Required action:
Begin at the first line of the records below and, please, give each line again exactly until the line with "pub fn unified_diff(original: &str, modified: &str, path: &Path)" is included.

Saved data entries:

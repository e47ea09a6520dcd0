//! Diff generation for previewing refactoring changes.

use similar::{ChangeTag, TextDiff};
use std::fmt::Write;
use std::path::Path;

/// Generates a unified diff between two strings.
pub fn unified_diff(original: &str, modified: &str, path: &Path) -> String {
    let diff = TextDiff::from_lines(original, modified);
    let mut output = String::new();
    let _ = write_diff(&mut output, &diff, path, None);
    output
}

/// Colorized diff output for terminal display.
pub fn colorized_diff(original: &str, modified: &str, path: &Path) -> String {
    let diff = TextDiff::from_lines(original, modified);
    let mut output = String::new();
    let _ = write_diff(&mut output, &diff, path, Some(Palette::ANSI));
    output
}

struct Palette {
    delete: &'static str,
    insert: &'static str,
    header: &'static str,
    reset: &'static str,
}

impl Palette {
    const ANSI: Palette = Palette {
        delete: "\x1b[31m",
        insert: "\x1b[32m",
        header: "\x1b[36m",
        reset: "\x1b[0m",
    };
}

fn write_diff(
    out: &mut String,
    diff: &TextDiff<'_, '_, '_, str>,
    path: &Path,
    palette: Option<Palette>,
) -> std::fmt::Result {
    let (header, reset) = palette
        .as_ref()
        .map(|p| (p.header, p.reset))
        .unwrap_or(("", ""));
    writeln!(out, "{header}--- a/{}{reset}", path.display())?;
    writeln!(out, "{header}+++ b/{}{reset}", path.display())?;

    for group in diff.grouped_ops(3) {
        let (Some(first), Some(last)) = (group.first(), group.last()) else {
            continue;
        };
        let old = first.old_range().start..last.old_range().end;
        let new = first.new_range().start..last.new_range().end;
        writeln!(
            out,
            "{header}@@ -{},{} +{},{} @@{reset}",
            old.start + 1,
            old.len(),
            new.start + 1,
            new.len()
        )?;

        for op in &group {
            for change in diff.iter_changes(op) {
                let (sign, color) = match (change.tag(), palette.as_ref()) {
                    (ChangeTag::Delete, p) => ("-", p.map(|p| p.delete).unwrap_or("")),
                    (ChangeTag::Insert, p) => ("+", p.map(|p| p.insert).unwrap_or("")),
                    (ChangeTag::Equal, _) => (" ", ""),
                };
                let end = if color.is_empty() { "" } else { reset };
                write!(out, "{color}{sign}{}{end}", change.value())?;
                if change.missing_newline() {
                    writeln!(out)?;
                }
            }
        }
    }
    Ok(())
}

/// Represents a summary of changes.
#[derive(Debug, Default, Clone, PartialEq, Eq)]
pub struct DiffSummary {
    pub files_changed: usize,
    pub insertions: usize,
    pub deletions: usize,
}

impl DiffSummary {
    /// Creates a summary from original and modified content.
    pub fn from_diff(original: &str, modified: &str) -> Self {
        let diff = TextDiff::from_lines(original, modified);
        let mut summary = Self::default();
        for change in diff.iter_all_changes() {
            match change.tag() {
                ChangeTag::Insert => summary.insertions += 1,
                ChangeTag::Delete => summary.deletions += 1,
                ChangeTag::Equal => {}
            }
        }
        summary.files_changed = usize::from(summary.insertions > 0 || summary.deletions > 0);
        summary
    }

    /// Combines two summaries.
    pub fn merge(&mut self, other: &DiffSummary) {
        self.files_changed += other.files_changed;
        self.insertions += other.insertions;
        self.deletions += other.deletions;
    }
}

impl std::fmt::Display for DiffSummary {
    fn fmt(&self, f: &mut std::fmt::Formatter<'_>) -> std::fmt::Result {
        write!(
            f,
            "{} file(s) changed, {} insertions(+), {} deletions(-)",
            self.files_changed, self.insertions, self.deletions
        )
    }
}

#[cfg(test)]
mod tests {
    use super::*;

    #[test]
    fn test_unified_diff_has_hunk_header() {
        let diff = unified_diff("a\nb\n", "a\nc\n", Path::new("x.js"));
        assert!(diff.contains("--- a/x.js"));
        assert!(diff.contains("@@ -1,2 +1,2 @@"));
        assert!(diff.contains("-b\n"));
        assert!(diff.contains("+c\n"));
    }

    #[test]
    fn test_summary() {
        let mut summary = DiffSummary::from_diff("a\nb\n", "a\nc\nd\n");
        assert_eq!(summary.insertions, 2);
        assert_eq!(summary.deletions, 1);
        summary.merge(&DiffSummary::from_diff("x", "x"));
        assert_eq!(summary.files_changed, 1);
        assert_eq!(summary.to_string(), "1 file(s) changed, 2 insertions(+), 1 deletions(-)");
    }
}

Your solution:
repository e47ea09a6520dcd0
//! Diff generation for previewing refactoring changes.

use similar::{ChangeTag, TextDiff};
use std::fmt::Write;
use std::path::Path;

/// Generates a unified diff between two strings.
pub fn unified_diff(original: &str, modified: &str, path: &Path) -> String {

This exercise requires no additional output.